In order to conduct the spay and behavior research study, the BLM-Burns District spent Oct. 2-23 attempting to round up all of the horses on the Warm Springs Herd Management Area, south of Hines, according to Tara Thissell, spokeswoman for the agency.
The 475,000-acre range had more than 800 horses before the roundup. Now only about 20 to 30 horses remain.
Eight-hundred and thirteen horses, 41 burros and two mules that survived the roundups were shipped to a facility in Hines, with a plan to return 200 part of the study to the range, and adopting out the remaining animals.
A request for comment from Thissell regarding when the BLM plans to return the horses to the range was not returned by press time.
The surgeries were slated to begin Nov. 5, however U.S. District Court Judge Michael W. Mosman ruled on Nov. 2 that members of the coalition and advocates and plaintiffs in the case were likely to prevail.
On Wednesday, the BLM notified attorneys for the coalition and the U.S. District Court of Oregon that the agency intends to halt the experiments.
According to documents filed with the court, the defendants — Ryan Zinke, Secretary of the United States Department of the Interior — “made a settlement offer” to plaintiffs — Ginger Kathrens, et al. — on Nov. 6. Because plaintiffs rejected the offer, the defendants “intend to rescind the portion” of the BLM’s record of decision relating to the spay feasibility and on-range behavioral outcomes study.”

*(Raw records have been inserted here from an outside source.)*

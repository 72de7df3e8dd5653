//! Minimal reactive primitives.
//!
//! - [`Signal<T>`]: an observable cell.  Reads are cheap clones, writes notify
//!   every receiver obtained from [`Signal::subscribe`].
//! - [`Scope`]: owns cleanup callbacks and runs each of them exactly once when
//!   disposed or dropped.
//! - [`effect`]: re-runs a closure on every change of a signal until its scope
//!   is disposed.
//! - [`defer`]: runs a closure on a later turn of the runtime.
//!
//! Effects and deferred work are tokio tasks, so both require a running tokio
//! runtime.

use std::fmt;
use std::sync::atomic::{AtomicBool, Ordering};
use std::sync::{Arc, Mutex, MutexGuard};

use tokio::sync::watch;

///////////////////////////////////////////// Signal ////////////////////////////////////////////

/// An observable value shared by every clone of the handle.
pub struct Signal<T> {
    tx: Arc<watch::Sender<T>>,
}

impl<T> Signal<T> {
    /// Creates a signal holding `value`.
    pub fn new(value: T) -> Self {
        let (tx, _) = watch::channel(value);
        Self { tx: Arc::new(tx) }
    }

    /// Replaces the value and notifies observers.
    pub fn set(&self, value: T) {
        self.tx.send_replace(value);
    }

    /// Modifies the value in place and notifies observers.
    pub fn update(&self, f: impl FnOnce(&mut T)) {
        self.tx.send_modify(f);
    }

    /// Modifies the value in place, notifying observers only when `f` returns
    /// true.  Returns what `f` returned.
    ///
    /// The check and the write happen under one lock, so this can serve as a
    /// compare-and-set.
    pub fn update_if(&self, f: impl FnOnce(&mut T) -> bool) -> bool {
        self.tx.send_if_modified(f)
    }

    /// Reads the value through a closure without cloning it.
    pub fn with<R>(&self, f: impl FnOnce(&T) -> R) -> R {
        f(&self.tx.borrow())
    }

    /// Returns a receiver that observes every subsequent change.
    pub fn subscribe(&self) -> watch::Receiver<T> {
        self.tx.subscribe()
    }
}

impl<T: Clone> Signal<T> {
    /// Returns a copy of the current value.
    pub fn get(&self) -> T {
        self.tx.borrow().clone()
    }
}

impl<T: Default> Default for Signal<T> {
    fn default() -> Self {
        Self::new(T::default())
    }
}

impl<T> Clone for Signal<T> {
    fn clone(&self) -> Self {
        Self {
            tx: Arc::clone(&self.tx),
        }
    }
}

impl<T: fmt::Debug> fmt::Debug for Signal<T> {
    fn fmt(&self, f: &mut fmt::Formatter<'_>) -> fmt::Result {
        f.debug_tuple("Signal").field(&*self.tx.borrow()).finish()
    }
}

///////////////////////////////////////////// Scope /////////////////////////////////////////////

type Cleanup = Box<dyn FnOnce() + Send>;

/// Owner of cleanup callbacks.
///
/// Cleanups run in reverse registration order.  A cleanup registered after the
/// scope is disposed runs immediately.
#[derive(Default)]
pub struct Scope {
    cleanups: Mutex<Vec<Cleanup>>,
    disposed: AtomicBool,
}

impl Scope {
    /// Creates an empty scope.
    pub fn new() -> Self {
        Self::default()
    }

    fn lock(&self) -> MutexGuard<'_, Vec<Cleanup>> {
        self.cleanups.lock().unwrap_or_else(|e| e.into_inner())
    }

    /// Registers `f` to run when the scope is disposed.
    pub fn on_cleanup(&self, f: impl FnOnce() + Send + 'static) {
        let mut cleanups = self.lock();
        // Checked under the lock so a concurrent dispose cannot miss `f`.
        if self.disposed.load(Ordering::Acquire) {
            drop(cleanups);
            f();
            return;
        }
        cleanups.push(Box::new(f));
    }

    /// Returns true once [`Scope::dispose`] has run.
    pub fn is_disposed(&self) -> bool {
        self.disposed.load(Ordering::Acquire)
    }

    /// Runs every registered cleanup.  Later calls do nothing.
    pub fn dispose(&self) {
        let cleanups = {
            let mut cleanups = self.lock();
            if self.disposed.swap(true, Ordering::AcqRel) {
                return;
            }
            std::mem::take(&mut *cleanups)
        };
        for cleanup in cleanups.into_iter().rev() {
            cleanup();
        }
    }
}

impl Drop for Scope {
    fn drop(&mut self) {
        self.dispose();
    }
}

impl fmt::Debug for Scope {
    fn fmt(&self, f: &mut fmt::Formatter<'_>) -> fmt::Result {
        f.debug_struct("Scope")
            .field("disposed", &self.is_disposed())
            .finish()
    }
}

//////////////////////////////////////////// Effects ////////////////////////////////////////////

/// Runs `f` with the current value of `signal`, then again after every change,
/// until `scope` is disposed.
///
/// Several writes between two runs coalesce into one run with the latest value.
pub fn effect<T, F>(scope: &Scope, signal: &Signal<T>, mut f: F)
where
    T: Clone + Send + Sync + 'static,
    F: FnMut(T) + Send + 'static,
{
    let mut rx = signal.subscribe();
    let handle = tokio::spawn(async move {
        loop {
            let value = rx.borrow_and_update().clone();
            f(value);
            if rx.changed().await.is_err() {
                break;
            }
        }
    });
    scope.on_cleanup(move || handle.abort());
}

/// Runs `f` on a later turn of the runtime, after the current task yields.
pub fn defer(f: impl FnOnce() + Send + 'static) {
    tokio::spawn(async move {
        tokio::task::yield_now().await;
        f();
    });
}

Kathrens, executive director of The Cloud Foundation and member of the BLM Wild Horse and Burro Advisory, along with the Animal Welfare Institute, the American Wild Horse Campaign, The Cloud Foundation and photographer Carol Walker were plaintiffs in the case.
“We are gratified that the BLM has nixed these cruel experiments on federally protected horses, but it should not take two lawsuits over two years to convince a federal agency that America’s beloved wild horses deserve humane approaches to population management,” said Joanna Grossman, Ph.D., equine program manager for AWI, in a news release from the agency.

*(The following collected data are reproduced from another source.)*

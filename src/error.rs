//! Error types for livechat.
//!
//! One error type covers the platform client, the reactive adapters, session
//! storage and configuration.  `Error` is `Clone` so that a live query can hand
//! the same recorded failure to every reader.

use std::error;
use std::fmt;
use std::io;
use std::sync::Arc;

/// The main error type for livechat.
#[derive(Clone, Debug)]
pub enum Error {
    /// The platform answered with an unexpected HTTP status.
    Api {
        /// HTTP status code.
        status_code: u16,
        /// Human-readable error message.
        message: String,
    },

    /// The deployment rejected our credentials.
    Authentication {
        /// Human-readable error message.
        message: String,
    },

    /// The deployment refused the request.
    Permission {
        /// Human-readable error message.
        message: String,
    },

    /// The function or deployment does not exist.
    NotFound {
        /// Human-readable error message.
        message: String,
        /// Function path, when known.
        path: Option<String>,
    },

    /// Rate limit exceeded.
    RateLimit {
        /// Human-readable error message.
        message: String,
        /// Time to wait before retrying, in seconds.
        retry_after: Option<u64>,
    },

    /// Bad request due to invalid arguments.
    BadRequest {
        /// Human-readable error message.
        message: String,
    },

    /// Request timed out.
    Timeout {
        /// Human-readable error message.
        message: String,
        /// Duration of the timeout in seconds.
        duration: Option<f64>,
    },

    /// Connection error.
    Connection {
        /// Human-readable error message.
        message: String,
        /// Underlying cause.
        source: Option<Arc<dyn error::Error + Send + Sync>>,
    },

    /// Server returned a 500 internal error.
    InternalServer {
        /// Human-readable error message.
        message: String,
    },

    /// Server is overloaded or unavailable.
    ServiceUnavailable {
        /// Human-readable error message.
        message: String,
        /// Time to wait before retrying, in seconds.
        retry_after: Option<u64>,
    },

    /// A backend function ran and reported failure.
    Function {
        /// Path of the function, e.g. `chat:sendMessage`.
        path: String,
        /// The function's error message.
        message: String,
        /// Structured error payload, if the function attached one.
        data: Option<serde_json::Value>,
    },

    /// Error during JSON or YAML serialization or deserialization.
    Serialization {
        /// Human-readable error message.
        message: String,
        /// The underlying error.
        source: Option<Arc<dyn error::Error + Send + Sync>>,
    },

    /// I/O error.
    Io {
        /// Human-readable error message.
        message: String,
        /// The underlying error.
        source: Arc<io::Error>,
    },

    /// HTTP client error.
    HttpClient {
        /// Human-readable error message.
        message: String,
        /// The underlying error.
        source: Option<Arc<dyn error::Error + Send + Sync>>,
    },

    /// Error during validation of arguments.
    Validation {
        /// Human-readable error message.
        message: String,
        /// Parameter that failed validation.
        param: Option<String>,
    },

    /// A URL parsing or manipulation error.
    Url {
        /// Human-readable error message.
        message: String,
        /// The underlying error.
        source: Option<url::ParseError>,
    },

    /// Missing or inconsistent configuration.
    Configuration {
        /// Human-readable error message.
        message: String,
    },
}

impl Error {
    /// Creates a new API error.
    pub fn api(status_code: u16, message: impl Into<String>) -> Self {
        Error::Api {
            status_code,
            message: message.into(),
        }
    }

    /// Creates a new authentication error.
    pub fn authentication(message: impl Into<String>) -> Self {
        Error::Authentication {
            message: message.into(),
        }
    }

    /// Creates a new permission error.
    pub fn permission(message: impl Into<String>) -> Self {
        Error::Permission {
            message: message.into(),
        }
    }

    /// Creates a new not found error.
    pub fn not_found(message: impl Into<String>, path: Option<String>) -> Self {
        Error::NotFound {
            message: message.into(),
            path,
        }
    }

    /// Creates a new rate limit error.
    pub fn rate_limit(message: impl Into<String>, retry_after: Option<u64>) -> Self {
        Error::RateLimit {
            message: message.into(),
            retry_after,
        }
    }

    /// Creates a new bad request error.
    pub fn bad_request(message: impl Into<String>) -> Self {
        Error::BadRequest {
            message: message.into(),
        }
    }

    /// Creates a new timeout error.
    pub fn timeout(message: impl Into<String>, duration: Option<f64>) -> Self {
        Error::Timeout {
            message: message.into(),
            duration,
        }
    }

    /// Creates a new connection error.
    pub fn connection(
        message: impl Into<String>,
        source: Option<Box<dyn error::Error + Send + Sync>>,
    ) -> Self {
        Error::Connection {
            message: message.into(),
            source: source.map(Arc::from),
        }
    }

    /// Creates a new internal server error.
    pub fn internal_server(message: impl Into<String>) -> Self {
        Error::InternalServer {
            message: message.into(),
        }
    }

    /// Creates a new service unavailable error.
    pub fn service_unavailable(message: impl Into<String>, retry_after: Option<u64>) -> Self {
        Error::ServiceUnavailable {
            message: message.into(),
            retry_after,
        }
    }

    /// Creates a new function error.
    pub fn function(
        path: impl Into<String>,
        message: impl Into<String>,
        data: Option<serde_json::Value>,
    ) -> Self {
        Error::Function {
            path: path.into(),
            message: message.into(),
            data,
        }
    }

    /// Creates a new serialization error.
    pub fn serialization(
        message: impl Into<String>,
        source: Option<Box<dyn error::Error + Send + Sync>>,
    ) -> Self {
        Error::Serialization {
            message: message.into(),
            source: source.map(Arc::from),
        }
    }

    /// Creates a new I/O error.
    pub fn io(message: impl Into<String>, source: io::Error) -> Self {
        Error::Io {
            message: message.into(),
            source: Arc::new(source),
        }
    }

    /// Creates a new HTTP client error.
    pub fn http_client(
        message: impl Into<String>,
        source: Option<Box<dyn error::Error + Send + Sync>>,
    ) -> Self {
        Error::HttpClient {
            message: message.into(),
            source: source.map(Arc::from),
        }
    }

    /// Creates a new validation error.
    pub fn validation(message: impl Into<String>, param: Option<String>) -> Self {
        Error::Validation {
            message: message.into(),
            param,
        }
    }

    /// Creates a new URL error.
    pub fn url(message: impl Into<String>, source: Option<url::ParseError>) -> Self {
        Error::Url {
            message: message.into(),
            source,
        }
    }

    /// Creates a new configuration error.
    pub fn configuration(message: impl Into<String>) -> Self {
        Error::Configuration {
            message: message.into(),
        }
    }

    /// Returns true if this error is related to authentication.
    pub fn is_authentication(&self) -> bool {
        matches!(self, Error::Authentication { .. })
    }

    /// Returns true if this error is a "not found" error.
    pub fn is_not_found(&self) -> bool {
        matches!(self, Error::NotFound { .. })
    }

    /// Returns true if this error is a timeout.
    pub fn is_timeout(&self) -> bool {
        matches!(self, Error::Timeout { .. })
    }

    /// Returns true if this error is a connection error.
    pub fn is_connection(&self) -> bool {
        matches!(self, Error::Connection { .. })
    }

    /// Returns true if this error is a server error.
    pub fn is_server_error(&self) -> bool {
        matches!(
            self,
            Error::InternalServer { .. } | Error::ServiceUnavailable { .. }
        )
    }

    /// Returns true if a backend function reported this failure.
    pub fn is_function(&self) -> bool {
        matches!(self, Error::Function { .. })
    }

    /// Returns true if this error is a serialization error.
    pub fn is_serialization(&self) -> bool {
        matches!(self, Error::Serialization { .. })
    }

    /// Returns true if this error is a configuration error.
    pub fn is_configuration(&self) -> bool {
        matches!(self, Error::Configuration { .. })
    }

    /// Returns the status code associated with this error, if any.
    pub fn status_code(&self) -> Option<u16> {
        match self {
            Error::Api { status_code, .. } => Some(*status_code),
            _ => None,
        }
    }
}

impl fmt::Display for Error {
    fn fmt(&self, f: &mut fmt::Formatter<'_>) -> fmt::Result {
        match self {
            Error::Api {
                status_code,
                message,
            } => {
                write!(f, "API error ({status_code}): {message}")
            }
            Error::Authentication { message } => {
                write!(f, "Authentication error: {message}")
            }
            Error::Permission { message } => {
                write!(f, "Permission error: {message}")
            }
            Error::NotFound { message, path } => {
                if let Some(path) = path {
                    write!(f, "Not found ({path}): {message}")
                } else {
                    write!(f, "Not found: {message}")
                }
            }
            Error::RateLimit {
                message,
                retry_after,
            } => {
                if let Some(retry_after) = retry_after {
                    write!(
                        f,
                        "Rate limit exceeded: {message} (retry after {retry_after} seconds)"
                    )
                } else {
                    write!(f, "Rate limit exceeded: {message}")
                }
            }
            Error::BadRequest { message } => {
                write!(f, "Bad request: {message}")
            }
            Error::Timeout { message, duration } => {
                if let Some(duration) = duration {
                    write!(f, "Timeout error: {message} ({duration} seconds)")
                } else {
                    write!(f, "Timeout error: {message}")
                }
            }
            Error::Connection { message, .. } => {
                write!(f, "Connection error: {message}")
            }
            Error::InternalServer { message } => {
                write!(f, "Internal server error: {message}")
            }
            Error::ServiceUnavailable {
                message,
                retry_after,
            } => {
                if let Some(retry_after) = retry_after {
                    write!(
                        f,
                        "Service unavailable: {message} (retry after {retry_after} seconds)"
                    )
                } else {
                    write!(f, "Service unavailable: {message}")
                }
            }
            Error::Function { path, message, .. } => {
                write!(f, "Function {path} failed: {message}")
            }
            Error::Serialization { message, .. } => {
                write!(f, "Serialization error: {message}")
            }
            Error::Io { message, .. } => {
                write!(f, "I/O error: {message}")
            }
            Error::HttpClient { message, .. } => {
                write!(f, "HTTP client error: {message}")
            }
            Error::Validation { message, param } => {
                if let Some(param) = param {
                    write!(f, "Validation error: {message} (parameter: {param})")
                } else {
                    write!(f, "Validation error: {message}")
                }
            }
            Error::Url { message, .. } => {
                write!(f, "URL error: {message}")
            }
            Error::Configuration { message } => {
                write!(f, "Configuration error: {message}")
            }
        }
    }
}

impl error::Error for Error {
    fn source(&self) -> Option<&(dyn error::Error + 'static)> {
        match self {
            Error::Connection { source, .. } => source
                .as_ref()
                .map(|e| e.as_ref() as &(dyn error::Error + 'static)),
            Error::Serialization { source, .. } => source
                .as_ref()
                .map(|e| e.as_ref() as &(dyn error::Error + 'static)),
            Error::Io { source, .. } => Some(source.as_ref()),
            Error::HttpClient { source, .. } => source
                .as_ref()
                .map(|e| e.as_ref() as &(dyn error::Error + 'static)),
            Error::Url { source, .. } => {
                source.as_ref().map(|e| e as &(dyn error::Error + 'static))
            }
            _ => None,
        }
    }
}

impl From<io::Error> for Error {
    fn from(err: io::Error) -> Self {
        Error::io(err.to_string(), err)
    }
}

impl From<serde_json::Error> for Error {
    fn from(err: serde_json::Error) -> Self {
        Error::serialization(format!("JSON error: {err}"), Some(Box::new(err)))
    }
}

impl From<serde_yaml::Error> for Error {
    fn from(err: serde_yaml::Error) -> Self {
        Error::serialization(format!("YAML error: {err}"), Some(Box::new(err)))
    }
}

impl From<url::ParseError> for Error {
    fn from(err: url::ParseError) -> Self {
        Error::url(format!("URL parse error: {err}"), Some(err))
    }
}

/// A specialized Result type for livechat operations.
pub type Result<T> = std::result::Result<T, Error>;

However, it’s not as simple as the BLM vacating the project. Due to the outcome of a 2005 appeal case, the BLM must file a motion to vacate and remand the Decision Record with the Interior Board of Land Appeals. Court documents state that the BLM must submit a status report to the Court on Nov. 21 to provide an update on its progress toward rescinding the Decision Record.
“The BLM made the right decision to abandon these barbaric experiments and instead listen to the strong interest the public has in seeing our wild horses protected and treated humanely,” said Brieanah Schwartz, government relations and policy counsel for AWHC. “We now hope that the agency will reconsider all plans to conduct this inhumane research and focus instead on humane, scientifically recommended forms of population management, including PZP fertility control.”
The fertility control method referred is applied with dart guns from a long distance, and is said to reduce stress in the mares.
“The sterilization research was a path to destroying wild horses, by destroying the very essence of what makes them wild – their natural behaviors,” said Kathrens. “Now we must remain vigilant to ensure that the agency instead works with advocates to develop humane management options.”